Capcom’s Ace Attorney franchise might not be as popular as other Capcom franchises, but it’s been around since 2001 when the first game saw a Japan only release on the Game Boy Advance. The original trilogy has been released on the Nintendo DS, Nintendo 3DS, Nintendo Wii and mobile devices in the West. Now Capcom has decided to release it yet again on the current generation of consoles and PC as the Phoenix Wright: Ace Attorney Trilogy.
This updated version of the cherished trilogy focuses on rookie attorney Phoenix Wright and the many trials he must face to prove the innocence of his clients. What makes the Ace Attorney games so unique is that it’s still difficult to find anything quite like them despite how long they have been around. The action is spread over an investigative phase, where Phoenix finds evidence with the aid of other characters and the courtroom drama where evidence is used to find flaws in testimony provided by characters and eventually uncover the truth.
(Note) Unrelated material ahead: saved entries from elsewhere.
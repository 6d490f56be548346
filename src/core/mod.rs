//! Core module: curriculum data, ingestion, caching, and planning

pub mod cache;
pub mod config;
pub mod error;
pub mod ingest;
pub mod models;
pub mod planner;
pub mod store;

/// Returns the current version of the `NuPlanner` crate
#[must_use]
pub const fn get_version() -> &'static str {
    env!("CARGO_PKG_VERSION")
}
There is a lot of text/dialogue to read and it can be a challenge at times to sift through it to realise which piece of evidence can be used to reveal a lie or inconsistency. Sometimes information is only uncovered by pressing a character for further information regarding a piece of testimony and it might be necessary to do this several times to find it. Recent Ace Attorney titles made this process easier by making it possible to view all text history from recent to older. Whilst it’s not a major issue, it would have seemed logical to include such a feature.
The franchise’s unique take on logic is also stretched too thin at times. There are moments when the right piece of evidence is used, but it’s against the wrong piece of testimony and vice versa. Sometimes the logic behind using a piece of evidence is so far fetched that it only becomes clear once trying to present various pieces of evidence against random pieces of testimony. It’s another minor issue that can also make the investigative phase confusing when for example presenting a character’s profile to another character is what is stalling progression.
Such flaws are too minor to spoil the courtroom drama that can reach soap opera levels in terms of twists. It’s usually the case that players are given the identity of the real offenders from the start, but finding out their motives for committing the crimes and how they were done is still very entertaining.
One of the highlights of playing each Ace Attorney game is getting to know the unique characters linked to each of the cases. It’s often fascinating to see someone’s personality gradually change as more pressure is applied with each testimony that is provided. It’s difficult not to be charmed by the cast and dialogue. By the end of the last case in the original trilogy most characters are connected by their involvement in each case and events outside of the cases in a way that feels natural and makes sense. It might be the case that the true reason why Ace Attorney is still so different is how the development team takes care to ensure that every new game makes excellent use of events from previous games to continue to evolve the stories of recurring characters.
Although the first game still feels like the strongest in terms of cases and how they are solved, it doesn’t make the other two any less relevant. Perhaps it’s the reliance on a psyche-lock gimmick from the second game onwards that sometimes makes playing the other games less thrilling. The use of a special stone gives Phoenix the ability to get people to stop withholding information during the investigative phase. This is done by providing evidence and it can get convoluted to eventually find everything that is necessary to do so. It also makes it clear just how necessary it is to hop between locations. It would have seemed sensible to give player the option to quickly jump to previously visited locations without needing to go through various other locations first.
Interestingly enough, the second game somewhat clumsily makes use of amnesia, a classic in soap operas, to introduce players to the action. However, it’s no longer playing around by the third game where the first case feels like a trial by fire in a way that it would make tougher cases in the first game blush with embarrassment. In fact, the third game falters in the middle portion, but manages to recover in time for a thrilling finale to the trilogy that manages to touch on and resolve any loose ends from the trilogy.
The only significant update in this version of the original trilogy comes in the form of updated visuals. Whilst it makes sense to do so to make the games more relevant, there is no denying that it loses some of its charm. Ideally, it would have been better to give players a choice to play the games in their original state (perhaps even as they were presented on Nintendo Wii) or with the enhanced visuals. The addition of simple bonuses such as concept art and trailers could have also made for a nice addition as a way of paying respect to a franchise that has survived for so many years.
Regardless, the Phoenix Wright: Ace Attorney Trilogy is not only a great way for a new generation of gamers to hopefully experience such unique games, but it also proves that Capcom still believes that there is a future for the franchise.